Crone shakes fist at sky

P. carolina nest in the carportLast Sunday I was, like any decent eccentric recluse, minding my own beeswax. My horse Ginger Rogers needed a beauty treatment, so, lost in the simple thoughts of a simple bumpkin, I was hosing her down in the Equine Spa. Someday we’ll have a real indoor wash rack with hot and cold running water, a clean rubber floor, and, if I’m very lucky, an actual drain, but until that happy day the Equine Spa is a leaky hose bib under a tree in the barnyard, muddy and open to the elements.

I’m kind of a dim bulb, so I’m not sure how long it had been going on before I noticed the light aircraft. It was circling overhead like a turd in a toilet. A vast blue toilet.

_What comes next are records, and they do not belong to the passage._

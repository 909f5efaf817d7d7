//! Filter expressions for the `filter` argument.
//!
//! Grammar (keywords are case-insensitive):
//! - comparison: `operand op operand` with `=`, `!=`, `<>`, `<`, `<=`, `>`, `>=`
//! - operand: field reference (`field`, `field on Type`) or literal
//!   (`` `text` ``, `12`, `-3.5`, `null`)
//! - boolean: `not`, `and`, `or`, parentheses; `not` binds tighter than `and`,
//!   `and` tighter than `or`
//!
//! Examples:
//! - ``scalar_string = `String` ``
//! - `scalar_float = -3.1415 or scalar_float = 3.1415 and l10n_state = null`
//! - `not (scalar_float = 0 or scalar_integer = 1)`

use nom::{
    branch::alt,
    bytes::complete::tag,
    character::complete::{char, multispace0},
    combinator::{map, value},
    IResult, Parser,
};
use std::fmt;

use super::common::{keyword, literal, near};
use super::field_ref::{parse_field_ref, FieldRef, FieldUsage, ResolvedField, TypeContext};
use crate::errors::{EntityReaderError, SyntaxError};
use crate::query_builder::{ColumnRef, ComparisonOp, Condition, Literal, Operand as SqlOperand};

#[derive(Debug, Clone, PartialEq)]
pub enum Operand {
    Field(FieldRef),
    Literal(Literal),
}

/// Filter AST before field resolution
#[derive(Debug, Clone, PartialEq)]
pub enum FilterExpr {
    Comparison {
        left: Operand,
        op: ComparisonOp,
        right: Operand,
    },
    And(Box<FilterExpr>, Box<FilterExpr>),
    Or(Box<FilterExpr>, Box<FilterExpr>),
    Not(Box<FilterExpr>),
}

impl FilterExpr {
    pub fn parse(text: &str) -> Result<Self, SyntaxError> {
        let syntax_error = |rest: &str| SyntaxError::Filter {
            expression: text.to_string(),
            near: near(rest),
        };

        match parse_or_expr(text) {
            Ok((rest, expr)) => {
                if rest.trim().is_empty() {
                    Ok(expr)
                } else {
                    Err(syntax_error(rest))
                }
            }
            Err(nom::Err::Error(e)) | Err(nom::Err::Failure(e)) => Err(syntax_error(e.input)),
            Err(nom::Err::Incomplete(_)) => Err(syntax_error("")),
        }
    }

    pub fn resolve(&self, context: &TypeContext<'_>) -> Result<FilterSpec, EntityReaderError> {
        Ok(FilterSpec {
            root: resolve_node(self, context)?,
        })
    }
}

fn resolve_node(
    expr: &FilterExpr,
    context: &TypeContext<'_>,
) -> Result<ResolvedFilter, EntityReaderError> {
    let resolve_operand = |operand: &Operand| -> Result<ResolvedOperand, EntityReaderError> {
        Ok(match operand {
            Operand::Field(field) => {
                ResolvedOperand::Field(context.resolve(field, FieldUsage::Filter)?)
            }
            Operand::Literal(literal) => ResolvedOperand::Literal(literal.clone()),
        })
    };

    Ok(match expr {
        FilterExpr::Comparison { left, op, right } => ResolvedFilter::Comparison {
            left: resolve_operand(left)?,
            op: *op,
            right: resolve_operand(right)?,
        },
        FilterExpr::And(left, right) => ResolvedFilter::And(
            Box::new(resolve_node(left, context)?),
            Box::new(resolve_node(right, context)?),
        ),
        FilterExpr::Or(left, right) => ResolvedFilter::Or(
            Box::new(resolve_node(left, context)?),
            Box::new(resolve_node(right, context)?),
        ),
        FilterExpr::Not(inner) => ResolvedFilter::Not(Box::new(resolve_node(inner, context)?)),
    })
}

/// Parse OR expressions (lowest precedence)
fn parse_or_expr(input: &str) -> IResult<&str, FilterExpr> {
    let (input, left) = parse_and_expr(input)?;

    let mut current = left;
    let mut current_input = input;

    loop {
        let (new_input, _) = multispace0(current_input)?;

        if let Ok((new_input, _)) = keyword("or").parse(new_input) {
            if let Ok((new_input, right)) = parse_and_expr(new_input) {
                current = FilterExpr::Or(Box::new(current), Box::new(right));
                current_input = new_input;
                continue;
            }
        }
        break;
    }

    Ok((current_input, current))
}

/// Parse AND expressions
fn parse_and_expr(input: &str) -> IResult<&str, FilterExpr> {
    let (input, left) = parse_not_expr(input)?;

    let mut current = left;
    let mut current_input = input;

    loop {
        let (new_input, _) = multispace0(current_input)?;

        if let Ok((new_input, _)) = keyword("and").parse(new_input) {
            if let Ok((new_input, right)) = parse_not_expr(new_input) {
                current = FilterExpr::And(Box::new(current), Box::new(right));
                current_input = new_input;
                continue;
            }
        }
        break;
    }

    Ok((current_input, current))
}

/// Parse NOT expressions
fn parse_not_expr(input: &str) -> IResult<&str, FilterExpr> {
    let (input, _) = multispace0(input)?;

    if let Ok((input, _)) = keyword("not").parse(input) {
        let (input, inner) = parse_not_expr(input)?;
        return Ok((input, FilterExpr::Not(Box::new(inner))));
    }

    parse_comparison_expr(input)
}

/// Parse a comparison or a parenthesized expression
fn parse_comparison_expr(input: &str) -> IResult<&str, FilterExpr> {
    let (input, _) = multispace0(input)?;

    if let Ok((input, _)) = char::<_, nom::error::Error<_>>('(').parse(input) {
        let (input, inner) = parse_or_expr(input)?;
        let (input, _) = multispace0(input)?;
        let (input, _) = char(')').parse(input)?;
        return Ok((input, inner));
    }

    let (input, left) = parse_operand(input)?;
    let (input, _) = multispace0(input)?;
    let (input, op) = alt((
        value(ComparisonOp::NotEqual, tag("<>")),
        value(ComparisonOp::NotEqual, tag("!=")),
        value(ComparisonOp::LessOrEqual, tag("<=")),
        value(ComparisonOp::GreaterOrEqual, tag(">=")),
        value(ComparisonOp::Less, tag("<")),
        value(ComparisonOp::Greater, tag(">")),
        value(ComparisonOp::Equal, tag("=")),
    ))
    .parse(input)?;
    let (input, _) = multispace0(input)?;
    let (input, right) = parse_operand(input)?;

    Ok((input, FilterExpr::Comparison { left, op, right }))
}

fn parse_operand(input: &str) -> IResult<&str, Operand> {
    alt((
        map(literal, Operand::Literal),
        map(parse_field_ref, Operand::Field),
    ))
    .parse(input)
}

#[derive(Debug, Clone, PartialEq)]
pub enum ResolvedOperand {
    Field(ResolvedField),
    Literal(Literal),
}

#[derive(Debug, Clone, PartialEq)]
pub enum ResolvedFilter {
    Comparison {
        left: ResolvedOperand,
        op: ComparisonOp,
        right: ResolvedOperand,
    },
    And(Box<ResolvedFilter>, Box<ResolvedFilter>),
    Or(Box<ResolvedFilter>, Box<ResolvedFilter>),
    Not(Box<ResolvedFilter>),
}

/// Filter resolved against a type context
#[derive(Debug, Clone, PartialEq)]
pub struct FilterSpec {
    pub root: ResolvedFilter,
}

impl FilterSpec {
    /// Predicate for rows of `type_name` selected under `table_alias`.
    /// Fields of other branches render as NULL.
    pub fn to_condition(&self, type_name: &str, table_alias: &str) -> Condition {
        to_condition(&self.root, type_name, table_alias)
    }
}

fn to_condition(filter: &ResolvedFilter, type_name: &str, table_alias: &str) -> Condition {
    let operand = |operand: &ResolvedOperand| match operand {
        ResolvedOperand::Field(field) => match field.column_for(type_name) {
            Some(column) => SqlOperand::Column(ColumnRef::new(table_alias, column)),
            None => SqlOperand::Value(Literal::Null),
        },
        ResolvedOperand::Literal(literal) => SqlOperand::Value(literal.clone()),
    };

    match filter {
        ResolvedFilter::Comparison { left, op, right } => {
            let null_check = matches!(op, ComparisonOp::Equal | ComparisonOp::NotEqual);
            match (left, right) {
                (other, ResolvedOperand::Literal(Literal::Null))
                | (ResolvedOperand::Literal(Literal::Null), other)
                    if null_check =>
                {
                    Condition::IsNull {
                        operand: operand(other),
                        negated: *op == ComparisonOp::NotEqual,
                    }
                }
                _ => Condition::Compare {
                    left: operand(left),
                    op: *op,
                    right: operand(right),
                },
            }
        }
        ResolvedFilter::And(left, right) => Condition::And(vec![
            to_condition(left, type_name, table_alias),
            to_condition(right, type_name, table_alias),
        ]),
        ResolvedFilter::Or(left, right) => Condition::Or(vec![
            to_condition(left, type_name, table_alias),
            to_condition(right, type_name, table_alias),
        ]),
        ResolvedFilter::Not(inner) => {
            Condition::Not(Box::new(to_condition(inner, type_name, table_alias)))
        }
    }
}

impl fmt::Display for ResolvedOperand {
    fn fmt(&self, f: &mut fmt::Formatter<'_>) -> fmt::Result {
        match self {
            ResolvedOperand::Field(field) => write!(f, "{}", field),
            ResolvedOperand::Literal(literal) => write!(f, "{}", literal),
        }
    }
}

/// Canonical text: fully parenthesized, lower-case keywords
impl fmt::Display for ResolvedFilter {
    fn fmt(&self, f: &mut fmt::Formatter<'_>) -> fmt::Result {
        match self {
            ResolvedFilter::Comparison { left, op, right } => {
                write!(f, "{} {} {}", left, op.to_sql(), right)
            }
            ResolvedFilter::And(left, right) => write!(f, "({} and {})", left, right),
            ResolvedFilter::Or(left, right) => write!(f, "({} or {})", left, right),
            ResolvedFilter::Not(inner) => write!(f, "not ({})", inner),
        }
    }
}

impl fmt::Display for FilterSpec {
    fn fmt(&self, f: &mut fmt::Formatter<'_>) -> fmt::Result {
        write!(f, "{}", self.root)
    }
}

You know, poetically speaking, if you take that toilet simile to its logical conclusion, the implication is that I am the sewer pipe. Maybe it would be more accurate to say that the plane was circling like a vulture. That would make me a putrefying carcass. Yes. Vulture it is.

So the plane was circling like a vulture in a vast blue toilet. Like, really close. Not close enough, perhaps, to count my mustache hairs, but certainly close enough to observe that I needed a shave. Over in the paddock my pet Arabians were moved by the unholy spectre to jig and snort and strike Breyer horse poses and contemplate crashing through the fence.

“What tha?” I said to Ginger Rogers. Fucked up shit is the norm around here, but it isn’t every day that we get barnstormed by the Red Baron. Alas, asking a horse to speculate on the hidden agenda of a menacing Cessna pilot rarely yields satisfactory results, and this was no exception. Ginger Rogers yawned, lifted her tail, and emitted a puff of gas.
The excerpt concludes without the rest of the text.